24/02/2026.- Salta al Instante.- Foto portada: IA.
El verde ancestral del norte argentino se está convirtiendo en ceniza y tierra yerma. Según datos recientes, la provincia perdió más de 34.000 hectáreas de bosque nativo durante 2025, una cifra que no solo alarma por su magnitud, sino porque refleja un avance brutal de desmontes e incendios que devoran uno de los mayores patrimonios ecológicos del país. El informe fue difundido en medios nacionales y confirma lo que organizaciones ambientalistas vienen denunciando desde hace años: la naturaleza salteña está siendo liquidada sin freno.
Desmonte. Imagen: Web.
Cifras que claman justicia
Los números son devastadores: más de 34.000 hectáreas de bosque arrasadas solo en 2025, un crecimiento récord respecto a años anteriores y un signo claro de que la deforestación no es un accidente, sino una política sistemática. Mientras tanto, la superficie total de bosques nativos de Salta supera los 8 millones de hectáreas, pero cada vez menos queda en pie.
Incendios y desmontes: un combo explosivo
Las causas son múltiples y convergentes. Por un lado, los incendios forestales, sembrados por negligencia humana, condiciones climáticas extremas y el retroceso de políticas de prevención y combate al fuego, han actuado como un martillo contra la frágil estructura ecológica de la región.

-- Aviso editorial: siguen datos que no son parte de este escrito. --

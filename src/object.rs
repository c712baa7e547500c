//! Runtime values and lexical environments for the lpm evaluator.
//!
//! `Value` is the tagged union every expression evaluates to. Two variants
//! are signals rather than user-facing data: `ReturnValue` unwinds a block
//! to the nearest function-call boundary, and `Error` short-circuits any
//! further evaluation. Neither should ever reach a user except as the
//! top-level result the REPL prints.
//!
//! `Environment` is a chain of scopes. Lookup walks outward to the global
//! scope; insertion always targets the innermost scope. A `Function` value
//! keeps a handle to the environment that was live when the function
//! literal was evaluated, which is what gives closures their captured
//! bindings. Because a closure can end up stored back into the very
//! environment it captured (`variable f = procedimiento() { f(); };`),
//! environments are reference-counted (`Rc<RefCell<_>>`) rather than owned
//! outright. This crate does not attempt to break the resulting cycle,
//! matching the host language's own lack of a tracing collector for this
//! kind of structure (see DESIGN.md).

use std::cell::RefCell;
use std::collections::HashMap;
use std::fmt;
use std::rc::Rc;

use crate::ast::{Block, Identifier};

pub const INTEGER: &str = "INTEGER";
pub const BOOLEAN: &str = "BOOLEAN";
pub const STRING: &str = "STRING";
pub const NULL: &str = "NULL";
pub const RETURN: &str = "RETURN";
pub const ERROR: &str = "ERROR";
pub const FUNCTION: &str = "FUNCTION";
pub const BUILTIN: &str = "BUILTIN";

pub type BuiltinFn = fn(&[Value]) -> Value;

/// A runtime value produced by the evaluator.
#[derive(Clone)]
pub enum Value {
    Integer(i64),
    Boolean(bool),
    String(String),
    Null,
    /// Unwinds to the nearest enclosing function call, where it is unwrapped.
    ReturnValue(Box<Value>),
    /// Short-circuits evaluation; propagated unchanged by every rule that
    /// receives one from a sub-evaluation.
    Error(String),
    Function {
        parameters: Vec<Identifier>,
        body: Block,
        env: Environment,
    },
    Builtin(BuiltinFn),
}

impl Value {
    /// The fixed type-name registry used in error messages and `type_name()`.
    pub fn type_name(&self) -> &'static str {
        match self {
            Value::Integer(_) => INTEGER,
            Value::Boolean(_) => BOOLEAN,
            Value::String(_) => STRING,
            Value::Null => NULL,
            Value::ReturnValue(_) => RETURN,
            Value::Error(_) => ERROR,
            Value::Function { .. } => FUNCTION,
            Value::Builtin(_) => BUILTIN,
        }
    }

    /// Human-readable rendering used by the REPL and by `longitud`-style
    /// builtins that might want to stringify a value.
    pub fn inspect(&self) -> String {
        match self {
            Value::Integer(n) => n.to_string(),
            Value::Boolean(true) => "verdadero".to_string(),
            Value::Boolean(false) => "falso".to_string(),
            Value::String(s) => s.clone(),
            Value::Null => "NULL".to_string(),
            Value::ReturnValue(inner) => inner.inspect(),
            Value::Error(message) => message.clone(),
            Value::Function {
                parameters, body, ..
            } => {
                let params: Vec<String> = parameters.iter().map(|p| p.to_string()).collect();
                format!("procedimiento({}) {{\n{}\n}}", params.join(", "), body)
            }
            Value::Builtin(_) => "builtin function".to_string(),
        }
    }

    pub fn is_error(&self) -> bool {
        matches!(self, Value::Error(_))
    }

    /// Truthiness per §4.3: only `FALSE` and `NULL` are falsy.
    pub fn is_truthy(&self) -> bool {
        !matches!(self, Value::Boolean(false) | Value::Null)
    }
}

impl fmt::Debug for Value {
    fn fmt(&self, f: &mut fmt::Formatter) -> fmt::Result {
        write!(f, "{}({})", self.type_name(), self.inspect())
    }
}

impl PartialEq for Value {
    fn eq(&self, other: &Self) -> bool {
        match (self, other) {
            (Value::Integer(a), Value::Integer(b)) => a == b,
            (Value::Boolean(a), Value::Boolean(b)) => a == b,
            (Value::String(a), Value::String(b)) => a == b,
            (Value::Null, Value::Null) => true,
            (Value::ReturnValue(a), Value::ReturnValue(b)) => a == b,
            (Value::Error(a), Value::Error(b)) => a == b,
            (Value::Builtin(a), Value::Builtin(b)) => std::ptr::eq(a, b),
            _ => false,
        }
    }
}

struct EnvironmentInner {
    store: HashMap<String, Value>,
    outer: Option<Environment>,
}

/// A lexical scope: a name-to-value mapping plus an optional outer scope.
/// Cheap to clone (clones share the same underlying scope via `Rc`).
#[derive(Clone)]
pub struct Environment(Rc<RefCell<EnvironmentInner>>);

impl Environment {
    pub fn new() -> Self {
        Environment(Rc::new(RefCell::new(EnvironmentInner {
            store: HashMap::new(),
            outer: None,
        })))
    }

    /// Creates a new innermost scope whose lookups fall back to `outer`.
    pub fn enclosed(outer: &Environment) -> Self {
        Environment(Rc::new(RefCell::new(EnvironmentInner {
            store: HashMap::new(),
            outer: Some(outer.clone()),
        })))
    }

    /// Walks outward through the scope chain looking for `name`.
    pub fn get(&self, name: &str) -> Option<Value> {
        let inner = self.0.borrow();
        if let Some(value) = inner.store.get(name) {
            return Some(value.clone());
        }
        inner.outer.as_ref().and_then(|outer| outer.get(name))
    }

    /// Binds `name` in this (innermost) scope. Re-declaring a name in the
    /// same scope overwrites it; this is the only mutation the language
    /// allows, and it never reaches into an outer scope.
    pub fn set(&self, name: String, value: Value) {
        self.0.borrow_mut().store.insert(name, value);
    }
}

impl Default for Environment {
    fn default() -> Self {
        Self::new()
    }
}
//! Ambient error handling for the lpm host program.
//!
//! The language itself has two error channels that are *not* routed through
//! this type: a parser accumulates a `Vec<String>` of syntax errors (see
//! `parser.rs`), and a failed evaluation produces a `Value::Error` (see
//! `object.rs`/`evaluator.rs`). Both are language-level values, printed and
//! handled by the caller, not Rust-level errors.
//!
//! `InterpreterError` exists only for the concerns around those two
//! channels: reading a source file, reading a line from stdin, and any
//! other host/OS-level failure the CLI needs to report.

use std::fmt;
use std::error::Error;

/// Host-level error for the lpm CLI, covering what the language's own two
/// error channels (parser errors, runtime `Value::Error`) do not.
#[derive(Debug, Clone)]
pub enum InterpreterError {
    /// A source file could not be read.
    ///
    /// # Examples
    /// - `No se pudo leer el archivo 'script.lpm': No such file or directory`
    SourceRead(String),

    /// Reading a line from stdin failed (EOF handled separately by the REPL).
    StdinRead(String),
}

impl fmt::Display for InterpreterError {
    fn fmt(&self, f: &mut fmt::Formatter) -> fmt::Result {
        match self {
            InterpreterError::SourceRead(msg) => write!(f, "No se pudo leer el archivo: {}", msg),
            InterpreterError::StdinRead(msg) => write!(f, "No se pudo leer la entrada: {}", msg),
        }
    }
}

impl Error for InterpreterError {}

impl From<std::io::Error> for InterpreterError {
    fn from(err: std::io::Error) -> Self {
        InterpreterError::SourceRead(err.to_string())
    }
}

/// Convenience alias for Results carrying an `InterpreterError`.
pub type Result<T> = std::result::Result<T, InterpreterError>;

En 2025, el fenómeno de viento Zonda y las altas temperaturas complicaron aún más la situación, multiplicando focos ígneos y aumentando el riesgo de que el fuego consuma kilómetros de bosque irreemplazables.
Por otro lado, el avance de la frontera agropecuaria —con desmontes legales e ilegales para soja y ganadería— continúa impulsando la transformación de ecosistemas vitales en tierras productivas a corto plazo pero desastrosas a largo plazo, como denunciaron históricamente organizaciones como Greenpeace en sus análisis satelitales del norte argentino.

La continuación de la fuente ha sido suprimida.